How do you reach that conclusion? From the article: > *It just so happens that T...

acdha · on Feb 2, 2022

> The article contradicts your conclusion. If Firefox did not have telemetry, the bug would have had no impact, and users would not have suffered an outage.

This is your mistake: as explained in the article, it could have affected any component. Telemetry happened to hit it first but anything using HTTP/3 with that path would have been affected.

“This is why users who disabled Telemetry would see this problem resolved even though the problem is not related to Telemetry functionality itself and could have been triggered otherwise.”

KronisLV · on Feb 2, 2022

> ...as explained in the article, it could have affected any component. Telemetry happened to hit it first but anything using HTTP/3 with that path would have been affected.

Is this really relevant, though? To the users who were unable to use their browsers normally it doesn't matter that this problem could have occurred elsewhere as well, but rather that it did occur here in particular.

If particular sites would break, then that could be debugged separately, but as it stands even people who'd be perfectly fine with browsing regular HTTP/1.1 or HTTP/2 sites were also now impacted, not even due to opening a site that they wanted to visit themselves, but rather some background piece of functionality.

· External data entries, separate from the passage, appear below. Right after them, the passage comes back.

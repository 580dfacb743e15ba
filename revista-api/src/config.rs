//! API Configuration Module
//!
//! Bind address, CORS and batching settings. Configuration is loaded from
//! environment variables with defaults suitable for local development.

use std::net::SocketAddr;
use std::time::Duration;

use revista_core::{ConfigError, RevistaResult};
use revista_loader::BatchConfig;

/// Front-ends allowed to call the API when `REVISTA_CORS_ORIGINS` is unset.
pub const DEFAULT_CORS_ORIGINS: [&str; 3] = [
    "http://localhost:3000",
    "http://localhost:5173",
    "https://revista-v2v5.onrender.com",
];

// ============================================================================
// API CONFIGURATION
// ============================================================================

#[derive(Debug, Clone, PartialEq, Eq)]
pub struct ApiConfig {
    pub bind_host: String,
    pub port: String,

    // ========================================================================
    // CORS Configuration
    // ========================================================================
    /// Allowed CORS origins. Empty means allow all origins.
    pub cors_origins: Vec<String>,

    /// Max age for CORS preflight cache in seconds.
    pub cors_max_age_secs: u64,

    // ========================================================================
    // Batching Configuration
    // ========================================================================
    /// Collection window of every loader, in milliseconds.
    pub batch_window_ms: u64,

    /// Keys per fetch; zero means unbounded.
    pub batch_max_keys: usize,
}

impl Default for ApiConfig {
    fn default() -> Self {
        Self {
            bind_host: "0.0.0.0".to_string(),
            port: "3000".to_string(),
            cors_origins: DEFAULT_CORS_ORIGINS.iter().map(|o| o.to_string()).collect(),
            cors_max_age_secs: 86400,
            batch_window_ms: 1,
            batch_max_keys: 0,
        }
    }
}

impl ApiConfig {
    /// Create ApiConfig from environment variables.
    ///
    /// Environment variables:
    /// - `REVISTA_API_BIND`: bind host (default: 0.0.0.0)
    /// - `PORT`, then `REVISTA_API_PORT`: bind port (default: 3000)
    /// - `REVISTA_CORS_ORIGINS`: comma-separated allowed origins, `*` allows all
    /// - `REVISTA_CORS_MAX_AGE_SECS`: preflight cache duration (default: 86400)
    /// - `REVISTA_BATCH_WINDOW_MS`: loader collection window (default: 1)
    /// - `REVISTA_BATCH_MAX_KEYS`: keys per fetch, 0 = unbounded (default: 0)
    pub fn from_env() -> Self {
        let defaults = Self::default();

        let cors_origins = std::env::var("REVISTA_CORS_ORIGINS")
            .ok()
            .map(|s| {
                s.split(',')
                    .map(|o| o.trim().to_string())
                    .filter(|o| !o.is_empty() && o != "*")
                    .collect()
            })
            .unwrap_or(defaults.cors_origins);

        Self {
            bind_host: std::env::var("REVISTA_API_BIND").unwrap_or(defaults.bind_host),
            port: std::env::var("PORT")
                .ok()
                .or_else(|| std::env::var("REVISTA_API_PORT").ok())
                .unwrap_or(defaults.port),
            cors_origins,
            cors_max_age_secs: std::env::var("REVISTA_CORS_MAX_AGE_SECS")
                .ok()
                .and_then(|s| s.parse().ok())
                .unwrap_or(defaults.cors_max_age_secs),
            batch_window_ms: std::env::var("REVISTA_BATCH_WINDOW_MS")
                .ok()
                .and_then(|s| s.parse().ok())
                .unwrap_or(defaults.batch_window_ms),
            batch_max_keys: std::env::var("REVISTA_BATCH_MAX_KEYS")
                .ok()
                .and_then(|s| s.parse().ok())
                .unwrap_or(defaults.batch_max_keys),
        }
    }

    /// Socket address to listen on.
    pub fn bind_addr(&self) -> RevistaResult<SocketAddr> {
        let port = self.port.parse::<u16>().map_err(|_| ConfigError::InvalidValue {
            field: "port".to_string(),
            value: self.port.clone(),
            reason: "expected a number between 0 and 65535".to_string(),
        })?;

        let addr = format!("{}:{}", self.bind_host, port);
        addr.parse::<SocketAddr>().map_err(|e| {
            ConfigError::InvalidValue {
                field: "bind_host".to_string(),
                value: self.bind_host.clone(),
                reason: e.to_string(),
            }
            .into()
        })
    }

    /// Loader settings shared by every request.
    pub fn batch_config(&self) -> BatchConfig {
        BatchConfig::new()
            .with_window(Duration::from_millis(self.batch_window_ms))
            .with_max_batch_size(self.batch_max_keys)
    }
}

#[cfg(test)]
mod tests {
    use super::*;
    use revista_core::RevistaError;
    use std::num::NonZeroUsize;

    #[test]
    fn test_default_config() {
        let config = ApiConfig::default();
        assert_eq!(config.cors_origins.len(), 3);
        assert!(config.cors_origins.contains(&"http://localhost:5173".to_string()));
        assert_eq!(config.cors_max_age_secs, 86400);
        assert_eq!(config.batch_config(), BatchConfig::default());
    }

    #[test]
    fn test_bind_addr() -> RevistaResult<()> {
        let config = ApiConfig {
            bind_host: "127.0.0.1".to_string(),
            port: "8080".to_string(),
            ..ApiConfig::default()
        };
        assert_eq!(config.bind_addr()?.port(), 8080);
        Ok(())
    }

    #[test]
    fn test_invalid_port_is_a_config_error() {
        let config = ApiConfig {
            port: "eighty".to_string(),
            ..ApiConfig::default()
        };
        assert!(matches!(
            config.bind_addr(),
            Err(RevistaError::Config(ConfigError::InvalidValue { .. }))
        ));
    }

    #[test]
    fn test_batch_config_from_settings() {
        let config = ApiConfig {
            batch_window_ms: 5,
            batch_max_keys: 50,
            ..ApiConfig::default()
        };
        let batch = config.batch_config();
        assert_eq!(batch.window, Duration::from_millis(5));
        assert_eq!(batch.max_batch_size, NonZeroUsize::new(50));
    }
}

That's not to say that i think there shouldn't be telemetry in place, just that the poster is correct in saying that this wouldn't be such a high visibility issue if there was no telemetry in place and thus no HTTP/3 apart from sites the user visits.

acdha · on Feb 2, 2022

The comment I was replying to worded in a way which was trying to attribute blame to the telemetry service. As shown in this thread, there's a certain ideological position which welcomes any attacks on telemetry and I think that's a distraction from the technical discussion about how Mozilla could better have avoided a bug in their networking libraries. Recognizing this as a bug in the network stack first triggered by Telemetry makes it clear that this is not the place to have the millionth iteration of flamewars about that service but rather questions like the design of that network loop or not having test suite of the intersection of those particular libraries.

KronisLV · on Feb 2, 2022

> Recognizing this as a bug in the network stack first triggered by Telemetry makes it clear that this is not the place to have the millionth iteration of flamewars about that service but rather questions like the design of that network loop or not having test suite of the intersection of those particular libraries.

Surely one could adopt a "shared nothing" approach, or something close to it - a separate process for the telemetry functionality which only reads things from either shared memory or from the disk, where the main browser processes could put what's relevant/needed for it.

If a browser process fails to work with HTTP/3, i don't think the entire OS would suddenly find itself not having any network connectivity. For example, a Nextcloud client would still continue working and synchronizing files. If there was some critical bug in curl, surely that wouldn't necessarily bring down web browsers, like Chromium, either!

Why couldn't telemetry be implemented in a similarly decoupled way and thus eliminate the possibility of the "core browser" breaking due to something like this? Let the telemetry break in all the ways you're not aware of but let the browser continue working until it hits similar circumstances (if it at all will, HTTP/3 isn't all that common yet).

I don't care much for flame wars or "going full Stallman", but surely there is an argument to be made about increasing resiliency against situations like this one. Claiming that the current implementation of this telemetry is blameless doesn't feel adequate.

angus-prune · on Feb 2, 2022

> I can understand using a few resources in the background to serve some of that data, but it must never get in the way of actual work getting done.

Which is exactly how the code was intended to work. Firefox did not design their software to hang in the event of telementry losing internet access.

I don't know firefox's internal architecture or its development, what follows is pure conjecture.

Their intention seems to be to slowly migrate the codebase from C++ to Rust. That telemetry is the only function to so far rely on their new rust networking library viaduct (and thus trigger the bug) could be because they wanted use their least important fucntionality as a test bed. In which case, if there wasn't any telemetry, a different piece of code would have been migrated to rust first and triggered this same bug. Without the telemtry, it would have presumably taken them longer to realise that things had broken, let alone resolve it.